1. The master abacus — vacuum regimes
| Regime | Range (Torr) | Mean free path | Flow | Pumps | Gauges | Seals |
|---|---|---|---|---|---|---|
| Rough / primary | 760 to 1e-3 | < ~0.1 mm | viscous to transition | rotary vane, scroll, diaphragm, Roots | Pirani, capacitance | elastomer (Viton), KF/ISO |
| Medium | 1e-3 to 1e-5 | mm to cm | transition to molecular | Roots+backing, turbo (low stage) | Pirani, Penning (low) | elastomer or metal |
| High (HV) | 1e-5 to 1e-8 | cm to m | molecular | turbo, diffusion, cryo | Penning, Bayard-Alpert | metal (CF copper) preferred |
| Ultra-high (UHV) | 1e-8 to 1e-11 | m to km | molecular | ion, Ti sublimation, NEG, metal turbo | Bayard-Alpert, extractor | metal (CF), bakeable |
| Extreme (XHV) | < 1e-11 | > km | molecular | ion + NEG + sublimation, cryo | extractor, special | CF, hard bakeout, selected materials |
How to read it: below about 1e-3 Torr you enter the molecular regime. The mean free path grows past the size of the chamber. Molecules stop colliding with each other and fly straight from wall to wall. Everything changes there. Pumping becomes a matter of surfaces, capture, and how much gas the walls release.
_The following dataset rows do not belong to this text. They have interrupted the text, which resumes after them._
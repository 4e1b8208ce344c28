use indoc::indoc;

use crate::{
    CompositeSpec, Literal, OptionClass, ScalarKind, SchemaError, SpecKind, load_str,
};

#[test]
fn loads_port_scenario() {
    let schema = load_str(indoc! {r#"
        {
          "__meta__": { "program_name": "demo", "description": "Demo server" },
          "port": { "!Int": { "min": 1, "max": 65535, "=": 8080,
                              "command_line": "-p --port", "environ": "DEMO_PORT",
                              "description": "Listening port" } }
        }
    "#})
    .unwrap();

    assert_eq!(schema.meta().program_name, "demo");
    let port = schema.root().get("port").unwrap();
    let scalar = port.as_scalar().unwrap();
    assert_eq!(scalar.kind(), ScalarKind::Integer);
    assert_eq!(scalar.default_value(), Some(&Literal::Int(8080)));
    assert_eq!(scalar.min(), Some(&Literal::Int(1)));
    assert_eq!(port.meta().description.as_deref(), Some("Listening port"));

    let binding = &port.meta().binding;
    assert_eq!(binding.options()[0].class(), OptionClass::Option);
    assert_eq!(binding.options()[0].short(), Some('p'));
    assert_eq!(binding.env().unwrap().as_str(), "DEMO_PORT");
}

#[test]
fn preserves_member_order() {
    let schema = load_str(r#"{ "b": { "!Int": 1 }, "a": { "!Int": 2 }, "c": { "x": { "!Bool": true } } }"#)
        .unwrap();
    let names: Vec<_> = schema.root().members().map(|(n, _)| n.as_str()).collect();
    assert_eq!(names, ["b", "a", "c"]);
}

#[test]
fn renamed_keys_keep_their_document_spelling() {
    let schema = load_str(r#"{ "log-level": { "!Int": 3 }, "default": { "x-y": { "!Bool": true } } }"#)
        .unwrap();
    let root = schema.root();
    let keyed: Vec<_> = root
        .keyed_members()
        .map(|(key, name, _)| (key, name.as_str()))
        .collect();
    assert_eq!(keyed, [("log-level", "log_level"), ("default", "default_")]);
    assert_eq!(root.key("port"), "port");

    let SpecKind::Composite(CompositeSpec::Group(inner)) = root.get("default_").unwrap().kind() else {
        panic!("expected a group");
    };
    assert_eq!(inner.key("x_y"), "x-y");
}

#[test]
fn shorthand_defaults_and_units() {
    let schema = load_str(indoc! {r#"
        {
          "buffer": { "!UInt": "4ki" },
          "ratio": { "!Float": "1.5k" },
          "name": { "!String": "srv" },
          "log-file": { "!File": null }
        }
    "#})
    .unwrap();
    let default = |name: &str| {
        schema
            .root()
            .get(name)
            .and_then(|s| s.as_scalar())
            .and_then(|s| s.default_value().cloned())
    };
    assert_eq!(default("buffer"), Some(Literal::UInt(4096)));
    assert_eq!(default("ratio"), Some(Literal::Float(1500.0)));
    assert_eq!(default("name"), Some(Literal::Str("srv".into())));
    assert_eq!(default("log_file"), None);
}

#[test]
fn composites_and_types() {
    let schema = load_str(indoc! {r#"
        {
          "__types__": {
            "Base": { "id": { "!Int": 0 } },
            "Endpoint": { "__inherits__": "Base", "host": { "!String": "localhost" } }
          },
          "servers": { "!Array": { "!Struct": "Endpoint" } },
          "limits": { "!Mapping": { "key": { "!String": null }, "value": { "!Int": 0 } } }
        }
    "#})
    .unwrap();

    let endpoint = schema.resolve("Endpoint").unwrap();
    assert_eq!(endpoint.inherits().unwrap().as_str(), "Base");
    assert!(endpoint.members().contains("host"));

    let SpecKind::Composite(CompositeSpec::Array(element)) =
        schema.root().get("servers").unwrap().kind()
    else {
        panic!("servers should be an array");
    };
    assert!(matches!(
        element.kind(),
        SpecKind::Composite(CompositeSpec::NamedType(n)) if n.as_str() == "Endpoint"
    ));
    assert!(matches!(
        schema.root().get("limits").unwrap().kind(),
        SpecKind::Composite(CompositeSpec::Mapping { .. })
    ));
}

#[test]
fn tagged_types() {
    let schema = load_str(indoc! {r#"
        {
          "__types__": {
            "Shape": { "__tag__": "kind", "__tags__": { "circle": 1, "square": 2 },
                       "kind": { "!Int": 1 } }
          },
          "shape": { "!Struct": "Shape" }
        }
    "#})
    .unwrap();
    let shape = schema.resolve("Shape").unwrap();
    assert_eq!(shape.tag().unwrap().as_str(), "kind");
    assert_eq!(shape.tag_values().count(), 2);
    assert!(!shape.members().contains("__tag__"));
}

#[test]
fn rejects_unknown_attribute() {
    let err = load_str(r#"{ "port": { "!Int": { "minimum": 1 } } }"#).unwrap_err();
    let SchemaError::Document { path, message } = err else {
        panic!("unexpected error {err:?}");
    };
    assert_eq!(path, "port");
    assert!(message.contains("minimum"), "{message}");
}

#[test]
fn rejects_unknown_tag() {
    let err = load_str(r#"{ "x": { "!Complex": null } }"#).unwrap_err();
    assert_eq!(err.to_string(), "x: unknown tag `!Complex`");
}

#[test]
fn rejects_bad_default() {
    let err = load_str(r#"{ "flag": { "!Bool": "yes" } }"#).unwrap_err();
    assert_eq!(
        err,
        SchemaError::At {
            path: "flag".into(),
            source: Box::new(SchemaError::AttributeMismatch {
                kind: ScalarKind::Boolean,
                attribute: "default",
            }),
        }
    );
}

#[test]
fn rejects_bad_binding() {
    let err = load_str(r#"{ "n": { "!Int": { "command_line": "n" } } }"#).unwrap_err();
    assert_eq!(err.root_cause(), &SchemaError::InvalidBinding("n".into()));
    assert_eq!(err.to_string(), "n: invalid command-line binding `n`");
}

#[test]
fn rejects_malformed_json() {
    assert!(matches!(load_str("{"), Err(SchemaError::Syntax(_))));
    assert!(matches!(load_str("[]"), Err(SchemaError::Document { .. })));
}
- [A] Cornell/USPAS, Yulin Li, Vacuum Science (17 decades, combine gauges), https://uspas.fnal.gov/materials/13Duke/USPASVacuumSession2Gauges.pdf
- [C] Ideal Vacuum, turbomolecular section (molecular regime context), https://www.idealvac.com/files/literature/Sec_07_Ideal_Vacuum_Turbo_Molecular.pdf
2. Two kinds of pump
Transfer pumps move gas out of the chamber. Rotary vane, Roots, turbo, diffusion. Capture pumps trap gas inside. Ion, titanium sublimation, NEG, cryo. A capture pump has no exhaust, so it has a finite capacity. It saturates or it regenerates.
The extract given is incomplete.